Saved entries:
□ □ □ □ □
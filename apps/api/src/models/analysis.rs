use chrono::{DateTime, Utc};
use serde::{Deserialize, Serialize};
use sqlx::types::Json;
use sqlx::FromRow;
use uuid::Uuid;

use crate::analysis::keywords::KeywordAnalysis;
use crate::analysis::recommendations::Recommendations;
use crate::analysis::scoring::ScoreBreakdown;

/// Stored copies of the job description are cut to this many characters.
pub const STORED_JOB_DESCRIPTION_CHARS: usize = 500;

/// A persisted analysis. Immutable after creation except for `feedback`.
#[derive(Debug, Clone, PartialEq, Serialize, Deserialize)]
pub struct Analysis {
    pub id: Uuid,
    pub user_id: String,
    pub resume_id: Option<String>,
    pub job_description: String,
    pub scores: ScoreBreakdown,
    pub keywords: KeywordAnalysis,
    pub recommendations: Recommendations,
    pub feedback: Option<UserFeedback>,
    pub created_at: DateTime<Utc>,
}

#[derive(Debug, Clone, PartialEq, Serialize, Deserialize)]
pub struct UserFeedback {
    pub rating: u8,
    pub comment: Option<String>,
    pub helpful: bool,
    pub submitted_at: DateTime<Utc>,
}

/// Input for `AnalysisRepository::create`; identity and timestamp are assigned there.
#[derive(Debug, Clone)]
pub struct NewAnalysis {
    pub user_id: String,
    pub resume_id: Option<String>,
    pub job_description: String,
    pub scores: ScoreBreakdown,
    pub keywords: KeywordAnalysis,
    pub recommendations: Recommendations,
}

impl NewAnalysis {
    /// Builds the record to persist, truncating the job description copy.
    pub fn new(
        user_id: String,
        resume_id: Option<String>,
        job_description: &str,
        report: crate::analysis::engine::AnalysisReport,
    ) -> Self {
        Self {
            user_id,
            resume_id,
            job_description: truncate_text(job_description, STORED_JOB_DESCRIPTION_CHARS),
            scores: report.scores,
            keywords: report.keywords,
            recommendations: report.recommendations,
        }
    }

    pub fn into_analysis(self, id: Uuid, created_at: DateTime<Utc>) -> Analysis {
        Analysis {
            id,
            user_id: self.user_id,
            resume_id: self.resume_id,
            job_description: self.job_description,
            scores: self.scores,
            keywords: self.keywords,
            recommendations: self.recommendations,
            feedback: None,
            created_at,
        }
    }
}

#[derive(Debug, Clone, FromRow)]
pub struct AnalysisRow {
    pub id: Uuid,
    pub user_id: String,
    pub resume_id: Option<String>,
    pub job_description: String,
    pub scores: Json<ScoreBreakdown>,
    pub keywords: Json<KeywordAnalysis>,
    pub recommendations: Json<Recommendations>,
    pub feedback: Option<Json<UserFeedback>>,
    pub created_at: DateTime<Utc>,
}

impl From<AnalysisRow> for Analysis {
    fn from(row: AnalysisRow) -> Self {
        Analysis {
            id: row.id,
            user_id: row.user_id,
            resume_id: row.resume_id,
            job_description: row.job_description,
            scores: row.scores.0,
            keywords: row.keywords.0,
            recommendations: row.recommendations.0,
            feedback: row.feedback.map(|f| f.0),
            created_at: row.created_at,
        }
    }
}

/// Cuts `text` to `max_chars` characters, appending `...` when shortened.
pub fn truncate_text(text: &str, max_chars: usize) -> String {
    match text.char_indices().nth(max_chars) {
        Some((idx, _)) => format!("{}...", &text[..idx]),
        None => text.to_string(),
    }
}
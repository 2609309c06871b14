use anyhow::{Context, Result};
use std::time::Duration;

/// Application configuration loaded from environment variables.
/// Startup fails if a required variable is missing or malformed.
#[derive(Debug, Clone)]
pub struct Config {
    /// Absent means analyses are kept in memory only.
    pub database_url: Option<String>,
    pub port: u16,
    pub rust_log: String,
    pub enable_llm_recommendations: bool,
    /// Required only when `enable_llm_recommendations` is set.
    pub anthropic_api_key: Option<String>,
    pub llm_timeout: Duration,
    pub memory_analysis_limit: usize,
    pub memory_job_description_limit: usize,
}

impl Config {
    pub fn from_env() -> Result<Self> {
        dotenvy::dotenv().ok(); // load .env if present; ignore if missing

        let enable_llm_recommendations = parse_env("ENABLE_LLM_RECOMMENDATIONS", false)?;
        let anthropic_api_key = if enable_llm_recommendations {
            Some(require_env("ANTHROPIC_API_KEY")?)
        } else {
            optional_env("ANTHROPIC_API_KEY")
        };

        Ok(Config {
            database_url: optional_env("DATABASE_URL"),
            port: parse_env("PORT", 8080)?,
            rust_log: std::env::var("RUST_LOG").unwrap_or_else(|_| "info".to_string()),
            enable_llm_recommendations,
            anthropic_api_key,
            llm_timeout: Duration::from_secs(parse_env("LLM_TIMEOUT_SECS", 30)?),
            memory_analysis_limit: parse_env("MEMORY_ANALYSIS_LIMIT", 50)?,
            memory_job_description_limit: parse_env("MEMORY_JOB_DESCRIPTION_LIMIT", 50)?,
        })
    }
}

fn require_env(key: &str) -> Result<String> {
    std::env::var(key).with_context(|| format!("Required environment variable '{key}' is not set"))
}

fn optional_env(key: &str) -> Option<String> {
    std::env::var(key).ok().filter(|v| !v.trim().is_empty())
}

fn parse_env<T>(key: &str, default: T) -> Result<T>
where
    T: std::str::FromStr,
    T::Err: std::error::Error + Send + Sync + 'static,
{
    match optional_env(key) {
        Some(raw) => raw
            .trim()
            .parse::<T>()
            .with_context(|| format!("Environment variable '{key}' has an invalid value: {raw}")),
        None => Ok(default),
    }
}

#[cfg(test)]
mod tests {
    use super::*;

    #[test]
    fn test_parse_env_defaults_when_unset() {
        assert_eq!(parse_env("ATS_TEST_UNSET_PORT", 8080u16).unwrap(), 8080);
        assert!(!parse_env("ATS_TEST_UNSET_FLAG", false).unwrap());
    }

    #[test]
    fn test_parse_env_reads_and_rejects() {
        std::env::set_var("ATS_TEST_LIMIT", " 25 ");
        assert_eq!(parse_env("ATS_TEST_LIMIT", 50usize).unwrap(), 25);

        std::env::set_var("ATS_TEST_BAD_PORT", "eighty");
        let err = parse_env("ATS_TEST_BAD_PORT", 8080u16).unwrap_err();
        assert!(err.to_string().contains("ATS_TEST_BAD_PORT"));
    }

    #[test]
    fn test_optional_env_ignores_blank() {
        std::env::set_var("ATS_TEST_BLANK", "  ");
        assert_eq!(optional_env("ATS_TEST_BLANK"), None);
    }
}
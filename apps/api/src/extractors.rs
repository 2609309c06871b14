//! Wrappers around axum's extractors whose rejections render as `AppError`.

use axum::extract::{FromRequest, FromRequestParts};

use crate::errors::AppError;

#[derive(FromRequestParts)]
#[from_request(via(axum::extract::Query), rejection(AppError))]
pub struct ApiQuery<T>(pub T);

#[derive(FromRequestParts)]
#[from_request(via(axum::extract::Path), rejection(AppError))]
pub struct ApiPath<T>(pub T);

#[derive(FromRequest)]
#[from_request(via(axum::Json), rejection(AppError))]
pub struct ApiJson<T>(pub T);
use axum::{extract::State, Json};
use serde_json::{json, Value};

use crate::state::AppState;

/// GET /health
/// Returns a simple status object with service version and active backends.
pub async fn health_handler(State(state): State<AppState>) -> Json<Value> {
    Json(json!({
        "status": "ok",
        "version": env!("CARGO_PKG_VERSION"),
        "service": "ats-api",
        "storage": if state.config.database_url.is_some() { "postgres" } else { "memory" },
        "llm_recommendations": state.config.enable_llm_recommendations,
    }))
}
□ □ □ □ □
§ **TASK DETAILS**
Every line holding the string "Result" should be copied here, so please find those lines in the data.

§ **ANSWER**
use anyhow::{Context, Result};
    pub fn from_env() -> Result<Self> {
fn require_env(key: &str) -> Result<String> {
fn parse_env<T>(key: &str, default: T) -> Result<T>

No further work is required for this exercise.